How SUP Parts Got In
Because Boeing hasn't held AS9100 for 24 years, and because accreditation bodies were forced to accept each other's certificates blindly, the conformity chain simply couldn't stop SUP infiltration.
That led to:
- Fraudulent certificates being treated as valid
- Supplier audits under compromised accreditation being accepted
- OEMs relying on ICOP instead of independent oversight
- FAA acceptance being influenced by ODA conflicts
- Regulators worldwide trusting U.S. conformity through bilateral agreements
- Flight‑critical hardware
- Engine components
- Structural assemblies
- Electronic systems
- Safety‑critical subsystems
- Defense‑critical components
Global Regulatory Exposure
The collapse of U.S. accreditation affects:
- DGCA India
- CAAC China
- EASA Europe
- Transport Canada
- ANAC Brazil
- JCAB Japan
- All MLA/MRA signatories
Conclusion
Alright, here's the bottom line — the way I'd tell you if we were sitting on your porch:
SUP — Supplied Unapproved Parts — didn't sneak into the system. They walked right in because the oversight structure collapsed. ICOP, ODA, and the 2014 ANAB/IAF directive created a worldwide environment where fraudulent accreditation could pass as legitimate.
And this isn't just an aerospace problem.
This affects every industry in the United States and every industry worldwide — medical devices, automotive, defense, electronics, pharmaceuticals, everything.
And in 2018, the truth finally cracked through the surface.

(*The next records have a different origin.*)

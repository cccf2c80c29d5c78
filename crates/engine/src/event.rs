// Domain events ingested by the engine

use serde::{Deserialize, Serialize};
use serde_json::Value;
use uuid::Uuid;

use flowgate_core::{EvaluationContext, SubjectRef};

/// Something happened to an entity in a business module
#[derive(Debug, Clone, PartialEq, Serialize, Deserialize)]
pub struct DomainEvent {
    pub module: String,
    pub event_type: String,
    pub entity_id: String,
    /// Fields of the triggering entity; nested objects are flattened
    #[serde(default)]
    pub context: Value,
}

impl DomainEvent {
    pub fn new(
        module: impl Into<String>,
        event_type: impl Into<String>,
        entity_id: impl Into<String>,
    ) -> Self {
        Self {
            module: module.into(),
            event_type: event_type.into(),
            entity_id: entity_id.into(),
            context: Value::Object(Default::default()),
        }
    }

    pub fn with_context(mut self, context: Value) -> Self {
        self.context = context;
        self
    }

    pub fn subject(&self) -> SubjectRef {
        SubjectRef::new(self.module.clone(), self.entity_id.clone())
    }

    pub fn evaluation_context(&self) -> EvaluationContext {
        EvaluationContext::from_json(&self.context)
    }
}

/// Result of `submit_event`
#[derive(Debug, Clone, Copy, PartialEq, Eq, Serialize, Deserialize)]
#[serde(tag = "outcome", content = "instance_id", rename_all = "snake_case")]
pub enum SubmitOutcome {
    Created(Uuid),
    NoTriggerMatched,
}

impl SubmitOutcome {
    pub fn instance_id(&self) -> Option<Uuid> {
        match self {
            SubmitOutcome::Created(id) => Some(*id),
            SubmitOutcome::NoTriggerMatched => None,
        }
    }
}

That year, ANAB was cited on U.S. Department of State Contract 19AQMM18R0131 for falsely calling itself an "underwriter" — something ISO/IEC 17011 flat‑out prohibits. The GUBERMAN ANOMOLY-DISCOVERY https://guberman-quality.com/guberman-anomaly-discovery/
This happened after ANSI and ASQ secretly dissolved their joint venture in 2014 but didn't publicly admit it until 2018.
So the very accreditation body responsible for validating conformity was misrepresenting its own authority while operating under a dissolved structure it hadn't disclosed. That alone contaminates every certificate tied to ANAB from 2014 forward.
Boeing, Airbus, and U.S. military contractors have been operating inside a conformity chain that no longer meets FAA requirements. Every audit since 2018 is invalid. Every certificate issued under this system is compromised. Every part produced under these conditions is at risk of being SUP.
This isn't just an aerospace failure.
It's a global industrial failure.
"You cannot maintain an aircraft into safety if the system that built it was already collapsed. The question is no longer whether the system is broken, but how long regulators will continue to certify aircraft built within it."
THE GUBERMAN PROPHECY- JULY 2026
Those who forge strength from deception will eventually be crushed beneath the weight of their own neglect, because you cannot maintain safety in aerospace, defense, medical devices, pharmaceuticals, energy, transportation, or any industry worldwide when the systems that built them have already collapsed. Oversight replaced by convenience, regulators displaced by the very manufacturers they were meant to police, and a global network of industries now pretending that truth is optional — all of it marches toward the same inevitable reckoning. The audit trail never lies, never sleeps, and never loses; it always collects its debt. There is no waiver, no exception, and no administrative workaround when the foundation itself is flawed or fraudulent.